//! # Catalog State
//!
//! The view-model behind the product list, search, category and detail
//! screens. Every query goes to the database; results are published to
//! `watch` channels that any number of readers can observe.
//!
//! ## Publishing and Stale Results
//! ```text
//! ┌─────────────────────────────────────────────────────────────────────────┐
//! │                    Sequenced Publishing                                 │
//! │                                                                         │
//! │  search_products("mi")  ── seq 4 ──► query ......... slow ...┐        │
//! │  search_products("milk") ─ seq 5 ──► query ──┐                │        │
//! │                                              ▼                ▼        │
//! │                                  publish(seq 5) ✓     publish(seq 4)   │
//! │                                  snapshot.seq = 5     4 <= 5: dropped  │
//! │                                                                         │
//! │  products_tx: watch::Sender<ProductsSnapshot>                          │
//! │  details_tx:  watch::Sender<DetailsSnapshot>                           │
//! │        │                                                                │
//! │        └──► subscribe_products() / subscribe_details()                 │
//! │                                                                         │
//! └─────────────────────────────────────────────────────────────────────────┘
//! ```
//!
//! Sequence numbers come from one counter shared by both channels and are
//! taken before the query starts. A result is written only when its number
//! is greater than the one already published, so an older request that
//! finishes late can never replace a newer one.

use std::sync::atomic::{AtomicU64, Ordering};

use tokio::sync::watch;
use tracing::debug;

use beiyetu_core::catalog::{self, filter_by_name, group_by_category};
use beiyetu_core::{CategoryGroup, ProductDetails, ProductWithCategory, StorePriceListing};
use beiyetu_db::{Database, DbResult};

/// The published product list.
#[derive(Debug, Clone, Default, PartialEq, Eq)]
pub struct ProductsSnapshot {
    /// Sequence number of the request that produced this list (0 = nothing yet).
    pub seq: u64,
    pub products: Vec<ProductWithCategory>,
}

/// The published product detail view.
#[derive(Debug, Clone, Default, PartialEq, Eq)]
pub struct DetailsSnapshot {
    pub seq: u64,
    /// `None` until a lookup runs, and after a lookup for a missing product.
    pub details: Option<ProductDetails>,
}

/// Catalog view-model over an injected [`Database`].
#[derive(Debug)]
pub struct CatalogState {
    db: Database,
    next_seq: AtomicU64,
    products_tx: watch::Sender<ProductsSnapshot>,
    details_tx: watch::Sender<DetailsSnapshot>,
}

impl CatalogState {
    /// Creates the state with empty snapshots.
    pub fn new(db: Database) -> Self {
        let (products_tx, _) = watch::channel(ProductsSnapshot::default());
        let (details_tx, _) = watch::channel(DetailsSnapshot::default());

        CatalogState {
            db,
            next_seq: AtomicU64::new(0),
            products_tx,
            details_tx,
        }
    }

    /// The database this state reads from.
    pub fn database(&self) -> &Database {
        &self.db
    }

    /// Receiver for the product list snapshot.
    pub fn subscribe_products(&self) -> watch::Receiver<ProductsSnapshot> {
        self.products_tx.subscribe()
    }

    /// Receiver for the detail snapshot.
    pub fn subscribe_details(&self) -> watch::Receiver<DetailsSnapshot> {
        self.details_tx.subscribe()
    }

    /// Copy of the current product list snapshot.
    pub fn products_snapshot(&self) -> ProductsSnapshot {
        self.products_tx.borrow().clone()
    }

    /// Copy of the current detail snapshot.
    pub fn details_snapshot(&self) -> DetailsSnapshot {
        self.details_tx.borrow().clone()
    }

    // =========================================================================
    // Queries
    // =========================================================================

    /// Loads every product with its category names and publishes the list.
    pub async fn load_all_products(&self) -> DbResult<Vec<ProductWithCategory>> {
        let seq = self.begin_request();
        debug!(seq, "load_all_products");

        let products = self.db.products().get_all_with_category().await?;
        self.publish_products(seq, products.clone());

        Ok(products)
    }

    /// Loads every product, keeps those whose name contains `query`
    /// (case-insensitive) and publishes the result.
    ///
    /// A blank query keeps everything.
    pub async fn search_products(&self, query: &str) -> DbResult<Vec<ProductWithCategory>> {
        let seq = self.begin_request();
        debug!(seq, query = %query, "search_products");

        let products = self.db.products().get_all_with_category().await?;
        let matches = filter_by_name(products, query);
        debug!(seq, count = matches.len(), "search_products matched");

        self.publish_products(seq, matches.clone());
        Ok(matches)
    }

    /// The cheapest store listing for a product, or `None` when it has no
    /// listings. Does not publish.
    pub async fn get_best_price(&self, product_id: i64) -> DbResult<Option<StorePriceListing>> {
        let listings = self.db.listings().get_sorted_for_product(product_id).await?;
        let best = catalog::best_listing(&listings).cloned();

        debug!(
            product_id,
            best_store = ?best.as_ref().map(|l| l.store_name.as_str()),
            "get_best_price"
        );
        Ok(best)
    }

    /// Loads a product and its store prices (cheapest first) and publishes
    /// them. A missing product publishes and returns `None`.
    pub async fn load_product_details(&self, product_id: i64) -> DbResult<Option<ProductDetails>> {
        let seq = self.begin_request();
        debug!(seq, product_id, "load_product_details");

        let details = match self.db.products().get_with_category_by_id(product_id).await? {
            Some(product) => {
                let listings = self.db.listings().get_sorted_for_product(product_id).await?;
                Some(ProductDetails { product, listings })
            }
            None => None,
        };

        self.publish_details(seq, details.clone());
        Ok(details)
    }

    /// Groups the currently published product list by category name.
    pub fn category_groups(&self) -> Vec<CategoryGroup> {
        let products = self.products_tx.borrow().products.clone();
        group_by_category(products)
    }

    // =========================================================================
    // Publishing
    // =========================================================================

    fn begin_request(&self) -> u64 {
        self.next_seq.fetch_add(1, Ordering::SeqCst) + 1
    }

    /// Returns whether the snapshot was replaced.
    fn publish_products(&self, seq: u64, products: Vec<ProductWithCategory>) -> bool {
        let published = self.products_tx.send_if_modified(|current| {
            if seq <= current.seq {
                return false;
            }
            current.seq = seq;
            current.products = products;
            true
        });

        if !published {
            debug!(seq, "Dropped stale product list");
        }
        published
    }

    fn publish_details(&self, seq: u64, details: Option<ProductDetails>) -> bool {
        let published = self.details_tx.send_if_modified(|current| {
            if seq <= current.seq {
                return false;
            }
            current.seq = seq;
            current.details = details;
            true
        });

        if !published {
            debug!(seq, "Dropped stale product details");
        }
        published
    }
}

// =============================================================================
// Unit Tests
// =============================================================================

#[cfg(test)]
mod tests {
    use super::*;
    use beiyetu_db::{seed_defaults, DbConfig};

    async fn seeded_state() -> CatalogState {
        let db = Database::new(DbConfig::in_memory()).await.unwrap();
        seed_defaults(&db).await.unwrap();
        CatalogState::new(db)
    }

    fn find<'a>(products: &'a [ProductWithCategory], name: &str) -> &'a ProductWithCategory {
        products.iter().find(|p| p.name == name).unwrap()
    }

    #[tokio::test]
    async fn test_load_all_publishes() {
        let state = seeded_state().await;
        let mut rx = state.subscribe_products();

        let products = state.load_all_products().await.unwrap();
        assert_eq!(products.len(), 19);

        assert!(rx.has_changed().unwrap());
        let snapshot = rx.borrow_and_update().clone();
        assert_eq!(snapshot.seq, 1);
        assert_eq!(snapshot.products, products);
    }

    #[tokio::test]
    async fn test_search_finds_every_product_by_substring() {
        let state = seeded_state().await;
        let all = state.load_all_products().await.unwrap();

        for product in &all {
            let needle: String = product.name.chars().skip(1).take(4).collect();
            let upper = needle.to_uppercase();

            let hits = state.search_products(&upper).await.unwrap();
            assert!(
                hits.iter().any(|p| p.id == product.id),
                "{:?} should find {}",
                upper,
                product.name
            );
        }
    }

    #[tokio::test]
    async fn test_empty_search_equals_load_all() {
        let state = seeded_state().await;

        let all = state.load_all_products().await.unwrap();
        assert_eq!(state.search_products("").await.unwrap(), all);
        assert_eq!(state.search_products("   ").await.unwrap(), all);
    }

    #[tokio::test]
    async fn test_search_no_match_publishes_empty() {
        let state = seeded_state().await;
        state.load_all_products().await.unwrap();

        let hits = state.search_products("zzz").await.unwrap();
        assert!(hits.is_empty());
        assert!(state.products_snapshot().products.is_empty());
    }

    #[tokio::test]
    async fn test_best_price_is_minimum() {
        let state = seeded_state().await;
        let all = state.load_all_products().await.unwrap();

        for product in &all {
            let best = state.get_best_price(product.id).await.unwrap().unwrap();
            let listings = state
                .database()
                .listings()
                .get_sorted_for_product(product.id)
                .await
                .unwrap();
            assert!(listings.iter().all(|l| best.price_cents <= l.price_cents));
        }

        let tv = find(&all, "Samsung 55\" TV");
        let best = state.get_best_price(tv.id).await.unwrap().unwrap();
        assert_eq!(best.store_name, "Naivas");
        assert_eq!(best.price_cents, 5_799_900);
    }

    #[tokio::test]
    async fn test_best_price_without_listings() {
        let state = seeded_state().await;

        assert!(state.get_best_price(9_999).await.unwrap().is_none());
    }

    #[tokio::test]
    async fn test_load_product_details() {
        let state = seeded_state().await;
        let mut rx = state.subscribe_details();
        let all = state.load_all_products().await.unwrap();
        let milk = find(&all, "Brookside Milk");

        let details = state.load_product_details(milk.id).await.unwrap().unwrap();
        assert_eq!(details.product.name, "Brookside Milk");
        let stores: Vec<&str> = details.listings.iter().map(|l| l.store_name.as_str()).collect();
        assert_eq!(stores, vec!["Carrefour", "Naivas", "Quick Mart"]);

        assert!(rx.has_changed().unwrap());
        assert_eq!(rx.borrow_and_update().details.as_ref(), Some(&details));
    }

    #[tokio::test]
    async fn test_missing_product_details_publish_none() {
        let state = seeded_state().await;
        let all = state.load_all_products().await.unwrap();
        state.load_product_details(all[0].id).await.unwrap();

        assert!(state.load_product_details(424_242).await.unwrap().is_none());

        let snapshot = state.details_snapshot();
        assert!(snapshot.details.is_none());
        assert!(snapshot.seq > 0);
    }

    #[tokio::test]
    async fn test_category_groups_cover_snapshot() {
        let state = seeded_state().await;
        let all = state.load_all_products().await.unwrap();

        let groups = state.category_groups();
        let names: Vec<&str> = groups.iter().map(|g| g.category_name.as_str()).collect();
        assert_eq!(
            names,
            vec!["Electronics", "Pastries", "Detergents", "Drinks", "Beauty", "Organic", "Cereals"]
        );

        let regrouped: Vec<ProductWithCategory> =
            groups.into_iter().flat_map(|g| g.products).collect();
        assert_eq!(regrouped, all);
    }

    #[tokio::test]
    async fn test_stale_publish_is_discarded() {
        let state = seeded_state().await;

        let older = state.begin_request();
        let newer = state.begin_request();
        assert!(newer > older);

        let fresh = state.database().products().get_by_category_name("Drinks").await.unwrap();
        assert!(state.publish_products(newer, fresh.clone()));

        // The older request lands late with the full list
        let late = state.database().products().get_all_with_category().await.unwrap();
        assert!(!state.publish_products(older, late));

        let snapshot = state.products_snapshot();
        assert_eq!(snapshot.seq, newer);
        assert_eq!(snapshot.products, fresh);
    }

    #[tokio::test]
    async fn test_stale_details_are_discarded() {
        let state = seeded_state().await;

        let older = state.begin_request();
        let newer = state.begin_request();

        assert!(state.publish_details(newer, None));
        let mut rx = state.subscribe_details();
        assert!(!state.publish_details(
            older,
            Some(ProductDetails {
                product: state.load_all_products().await.unwrap().remove(0),
                listings: Vec::new(),
            })
        ));

        assert!(!rx.has_changed().unwrap());
        assert_eq!(state.details_snapshot().seq, newer);
        assert!(state.details_snapshot().details.is_none());
    }

    #[tokio::test]
    async fn test_concurrent_searches_keep_latest() {
        let state = seeded_state().await;

        let (a, b) = tokio::join!(state.search_products("soda"), state.search_products("milk"));
        a.unwrap();
        let milk = b.unwrap();

        // Request 2 ("milk") holds the highest sequence number
        let snapshot = state.products_snapshot();
        assert_eq!(snapshot.seq, 2);
        assert_eq!(snapshot.products, milk);
    }
}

» **What the task asks**
Looking at the entries above, work out how many lines contain the word "cheapest", then reply with only that figure.

» **Answer area**
2